1 Cheryl { 04.18.18 at 6:56 pm }

So I’m thinking that maybe life is one big treatable medical condition? Ha. It’s incredibly hard for me to believe that our American culture of “medical care” is geared towards truly healing/helping people when so much of their livelihood is tied to profit. Doing the most profitable thing is their first concern, therein lies the conflict of interest with every single decision every worker in that industry makes. Decisions that affect me. I’ve had several doctors over the years and each one seems to have an agenda. My current one keeps pushing (in a very assertive almost shaming way) to use a particular specialist for a particular treatment and cloaks his wish in concern as if he is truly trying to help me. I wonder what his profit margin is if I suddenly get diagnosed and treated for what he wants me to have (it seems). Instead, talking about what foods to eat for the way my body works and how to go about solving issues in a more holistic/organic way like eating apples and running (!!) are not interesting to almost every doctor I’ve seen. Hmm.

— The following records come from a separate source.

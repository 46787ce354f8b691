mod backend;
mod observability;
mod server;
mod sessions;

pub use backend::*;
pub use observability::*;
pub use server::*;
pub use sessions::*;

use serde::{Deserialize, Serialize};
use std::fmt;

// ━━━━━━━━━━━━━━━━━━━━━━━━━━━━━━━━━━━━━━━━━━━━━━━━━━━━━━━━━━━━━━━━━━
// Top-level config
// ━━━━━━━━━━━━━━━━━━━━━━━━━━━━━━━━━━━━━━━━━━━━━━━━━━━━━━━━━━━━━━━━━━

#[derive(Debug, Clone, Serialize, Deserialize, Default)]
pub struct Config {
    #[serde(default)]
    pub server: ServerConfig,
    #[serde(default)]
    pub gate: GateConfig,
    #[serde(default)]
    pub master: MasterConfig,
    #[serde(default)]
    pub store: StoreConfig,
    #[serde(default)]
    pub sessions: SessionsConfig,
    #[serde(default)]
    pub observability: ObservabilityConfig,
    #[serde(default)]
    pub admin: AdminConfig,
}

// ━━━━━━━━━━━━━━━━━━━━━━━━━━━━━━━━━━━━━━━━━━━━━━━━━━━━━━━━━━━━━━━━━━
// Admin
// ━━━━━━━━━━━━━━━━━━━━━━━━━━━━━━━━━━━━━━━━━━━━━━━━━━━━━━━━━━━━━━━━━━

#[derive(Debug, Clone, Serialize, Deserialize)]
pub struct AdminConfig {
    /// Bearer token for `/v1/admin/*`.  Takes priority over `token_env`.
    #[serde(default)]
    pub token: Option<String>,
    /// Environment variable holding the admin bearer token.
    /// With neither set, admin endpoints are open (dev mode).
    #[serde(default = "d_admin_token_env")]
    pub token_env: String,
}

impl Default for AdminConfig {
    fn default() -> Self {
        Self {
            token: None,
            token_env: d_admin_token_env(),
        }
    }
}

fn d_admin_token_env() -> String {
    "CG_ADMIN_TOKEN".into()
}

// ━━━━━━━━━━━━━━━━━━━━━━━━━━━━━━━━━━━━━━━━━━━━━━━━━━━━━━━━━━━━━━━━━━
// Config validation
// ━━━━━━━━━━━━━━━━━━━━━━━━━━━━━━━━━━━━━━━━━━━━━━━━━━━━━━━━━━━━━━━━━━

/// Severity level for a configuration issue.
#[derive(Debug, Clone, Copy, PartialEq, Eq)]
pub enum ConfigSeverity {
    Error,
    Warning,
}

/// A single configuration validation issue.
#[derive(Debug, Clone)]
pub struct ConfigError {
    pub severity: ConfigSeverity,
    pub field: String,
    pub message: String,
}

impl ConfigError {
    fn error(field: &str, message: impl Into<String>) -> Self {
        Self {
            severity: ConfigSeverity::Error,
            field: field.into(),
            message: message.into(),
        }
    }

    fn warning(field: &str, message: impl Into<String>) -> Self {
        Self {
            severity: ConfigSeverity::Warning,
            field: field.into(),
            message: message.into(),
        }
    }
}

impl fmt::Display for ConfigError {
    fn fmt(&self, f: &mut fmt::Formatter<'_>) -> fmt::Result {
        let tag = match self.severity {
            ConfigSeverity::Error => "ERROR",
            ConfigSeverity::Warning => "WARN",
        };
        write!(f, "[{tag}] {}: {}", self.field, self.message)
    }
}

impl Config {
    /// Validate the configuration and return a list of issues.
    ///
    /// Returns an empty vec when everything looks good.
    pub fn validate(&self) -> Vec<ConfigError> {
        let mut errors = Vec::new();

        if self.server.port == 0 {
            errors.push(ConfigError::error(
                "server.port",
                "port must be greater than 0",
            ));
        }
        if self.server.host.is_empty() {
            errors.push(ConfigError::error("server.host", "host must not be empty"));
        }
        if self.server.max_concurrent_calls == 0 {
            errors.push(ConfigError::error(
                "server.max_concurrent_calls",
                "must be greater than 0",
            ));
        }
        if self.server.trust_remote_header {
            errors.push(ConfigError::warning(
                "server.trust_remote_header",
                "caller addresses are taken from the `remote` header; \
                 only safe behind a transport that sets it",
            ));
        }

        if self.gate.call_timeout_ms == 0 {
            errors.push(ConfigError::error(
                "gate.call_timeout_ms",
                "call deadline must be greater than 0",
            ));
        }

        check_backend(
            &mut errors,
            "master",
            self.master.transport,
            &self.master.base_url,
            self.master.timeout_ms,
        );
        check_backend(
            &mut errors,
            "store",
            self.store.transport,
            &self.store.base_url,
            self.store.timeout_ms,
        );

        if self.sessions.idle_timeout_secs == 0 {
            errors.push(ConfigError::warning(
                "sessions.idle_timeout_secs",
                "eviction disabled; the session registry grows without bound",
            ));
        } else {
            if self.sessions.sweep_interval_secs == 0 {
                errors.push(ConfigError::error(
                    "sessions.sweep_interval_secs",
                    "sweep interval must be greater than 0 when eviction is enabled",
                ));
            }
            // A session must outlive one full collaborator call.
            if self.sessions.idle_timeout_secs.saturating_mul(1000) <= self.gate.call_timeout_ms {
                errors.push(ConfigError::error(
                    "sessions.idle_timeout_secs",
                    format!(
                        "idle timeout must exceed gate.call_timeout_ms ({}ms)",
                        self.gate.call_timeout_ms
                    ),
                ));
            }
        }

        if !(0.0..=1.0).contains(&self.observability.sample_rate) {
            errors.push(ConfigError::error(
                "observability.sample_rate",
                "sample rate must be within 0.0..=1.0",
            ));
        }

        errors
    }
}

fn check_backend(
    errors: &mut Vec<ConfigError>,
    section: &str,
    transport: BackendTransport,
    base_url: &str,
    timeout_ms: u64,
) {
    match transport {
        BackendTransport::Memory => errors.push(ConfigError::warning(
            &format!("{section}.transport"),
            "in-process backend; state is lost on restart",
        )),
        BackendTransport::Rest => {
            if base_url.is_empty() {
                errors.push(ConfigError::error(
                    &format!("{section}.base_url"),
                    "base_url must not be empty",
                ));
            } else if !base_url.starts_with("http://") && !base_url.starts_with("https://") {
                errors.push(ConfigError::error(
                    &format!("{section}.base_url"),
                    format!("unsupported scheme in {base_url:?} (expected http:// or https://)"),
                ));
            }
            if timeout_ms == 0 {
                errors.push(ConfigError::error(
                    &format!("{section}.timeout_ms"),
                    "timeout must be greater than 0",
                ));
            }
        }
    }
}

2 Lauren { 04.19.18 at 5:19 pm }

I know some extraordinary doctors who care deeply about the health and welfare of the people who come to them. And then there are the pill-pushers. And the docs who spend 6 minutes with each patient to maximize the profits of their practice…sometimes because they owe $350,000 in student loans. so much is wrong with our health care system.

3 Susan { 04.30.18 at 6:37 pm }

Lauren, I loved your book Counterclockwise and it, along with a few other things (becoming a grandmother, getting a genetics test), inspired me to be more in charge of my health. While I realize that “DNA is not destiny,” I still found a DNA test interesting. I went with Ancestry for ethnicities and then uploaded the raw data to the reference-heavy site Promethease for health info. Have you thought of writing a sequel to Counterclockwise that would cover things like these DNA tests (comparing results from different companies, pondering the legal and ethical ramifications of such tests), the pill-pushing state of American medicine, and so on? Thanks.

4 Lauren { 04.30.18 at 11:53 pm }

It would be fascinating to compare results across different companies. And the ethical considerations/ privacy are significant. Thanks so much for your kind words about Counterclockwise. It’s because of all I did during the in-the-trenches research for the book that I was ABLE to do my next book, Raising the Barre!